We have both read through He Wins / She Wins and now reading it together as an assignment.

He is focusing us on POJA first as we had the homework assignment of doing the following:

Go to grocery store with 20 items to purchase.

- Put 4 guidelines and ground rules on note cards.

- Go through each time following guideline 1 and 2 first taking turns like this:
--- If tomato soup is item decide which one I want and ask how she feels about that choice.
--- If she is not enthusiastic and has a different choice then ask which one would she like and why?
--- At this point I listen and once she has shared I am to verify I understand her correctly by sharing back what I heard. If wrong she will clarify and do this step again.
--- Once I have her perspective correct... I then share my perspective and she will respond with what she understands I am saying.

- If we were in agreement then we move to next item.

- If we were not in agreement and after sharing our different perspectives if neither of us changed our mind we would move into Guideline 3 and Brainstorm.

We were to take turns going first and he said NO BARTERING. We must agree on what we get.

Going through this exercise was interesting and actually a little awkward.
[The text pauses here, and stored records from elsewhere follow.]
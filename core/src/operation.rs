//! The static table of supported operations.
//!
//! Every operation is the same generic call with a different endpoint name,
//! shorthand rule and required-field rule. Extract and Related are the two
//! exceptions to URL/text classification and say so explicitly here.

use std::fmt;
use std::str::FromStr;

/// How a bare string input becomes `Params`.
#[derive(Debug, Clone, Copy, PartialEq, Eq)]
pub enum Shorthand {
    /// `url` when the string looks like an http(s) URL, `text` otherwise.
    Classify,
    /// Always this field, regardless of content.
    Field(&'static str),
}

/// Presence rule checked after normalization.
#[derive(Debug, Clone, Copy, PartialEq, Eq)]
pub enum Required {
    /// At least one of these fields must be present.
    AnyOf(&'static [&'static str]),
}

impl Required {
    pub fn fields(&self) -> &'static [&'static str] {
        match self {
            Required::AnyOf(fields) => fields,
        }
    }
}

#[derive(Debug, Clone, Copy, PartialEq, Eq, Hash)]
pub enum Operation {
    Extract,
    Classify,
    Concepts,
    Entities,
    Hashtags,
    Language,
    Related,
    Sentiment,
    Summarize,
}

#[derive(Debug, Clone, Copy, PartialEq, Eq)]
pub struct OperationSpec {
    pub operation: Operation,
    pub shorthand: Shorthand,
    pub required: Required,
}

const TEXT_OR_URL: Required = Required::AnyOf(&["text", "url"]);

const fn generic(operation: Operation) -> OperationSpec {
    OperationSpec {
        operation,
        shorthand: Shorthand::Classify,
        required: TEXT_OR_URL,
    }
}

/// One entry per operation, in `Operation::ALL` order.
pub static OPERATIONS: [OperationSpec; 9] = [
    OperationSpec {
        operation: Operation::Extract,
        shorthand: Shorthand::Field("url"),
        required: Required::AnyOf(&["url"]),
    },
    generic(Operation::Classify),
    generic(Operation::Concepts),
    generic(Operation::Entities),
    generic(Operation::Hashtags),
    generic(Operation::Language),
    OperationSpec {
        operation: Operation::Related,
        shorthand: Shorthand::Field("phrase"),
        required: Required::AnyOf(&["phrase"]),
    },
    generic(Operation::Sentiment),
    generic(Operation::Summarize),
];

impl Operation {
    pub const ALL: [Operation; 9] = [
        Operation::Extract,
        Operation::Classify,
        Operation::Concepts,
        Operation::Entities,
        Operation::Hashtags,
        Operation::Language,
        Operation::Related,
        Operation::Sentiment,
        Operation::Summarize,
    ];

    /// Endpoint path segment.
    pub fn name(&self) -> &'static str {
        match self {
            Operation::Extract => "extract",
            Operation::Classify => "classify",
            Operation::Concepts => "concepts",
            Operation::Entities => "entities",
            Operation::Hashtags => "hashtags",
            Operation::Language => "language",
            Operation::Related => "related",
            Operation::Sentiment => "sentiment",
            Operation::Summarize => "summarize",
        }
    }

    pub fn spec(&self) -> &'static OperationSpec {
        &OPERATIONS[*self as usize]
    }
}

impl fmt::Display for Operation {
    fn fmt(&self, f: &mut fmt::Formatter<'_>) -> fmt::Result {
        f.write_str(self.name())
    }
}

#[derive(Debug, Clone, PartialEq, Eq)]
pub struct UnknownOperation(pub String);

impl fmt::Display for UnknownOperation {
    fn fmt(&self, f: &mut fmt::Formatter<'_>) -> fmt::Result {
        write!(f, "unknown operation: {}", self.0)
    }
}

impl std::error::Error for UnknownOperation {}

impl FromStr for Operation {
    type Err = UnknownOperation;

    fn from_str(s: &str) -> Result<Self, Self::Err> {
        Operation::ALL
            .into_iter()
            .find(|op| op.name() == s)
            .ok_or_else(|| UnknownOperation(s.to_string()))
    }
}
Why? Well... we normally can do shopping so easily together and know what we like that it was strange asking how we felt about a particular item when we pretty much knew. But I understand the purpose... practicing POJA.

The verification process where you described the other's conflicting perspective was something my wife kept forgetting to do. So I just reminded we needed to follow the note card and then she would remember to do it.

So at the end we agreed my wife would go get kids and I would check out the groceries and meet them at home.

Now what is somewhat humorous, but also points out one of the LB's is as I placed the food on the counter I see there is an item that was not on our list in the basket. It was something we didn't POJA at all and wasn't on the list.

When I got home and I said... "Hey, there was an item in the basket we didn't have on list and didn't POJA." She said... "Huh... what was it?" I told her what it was and she said... "Oh yea... something I needed" and then switched the subject to something else.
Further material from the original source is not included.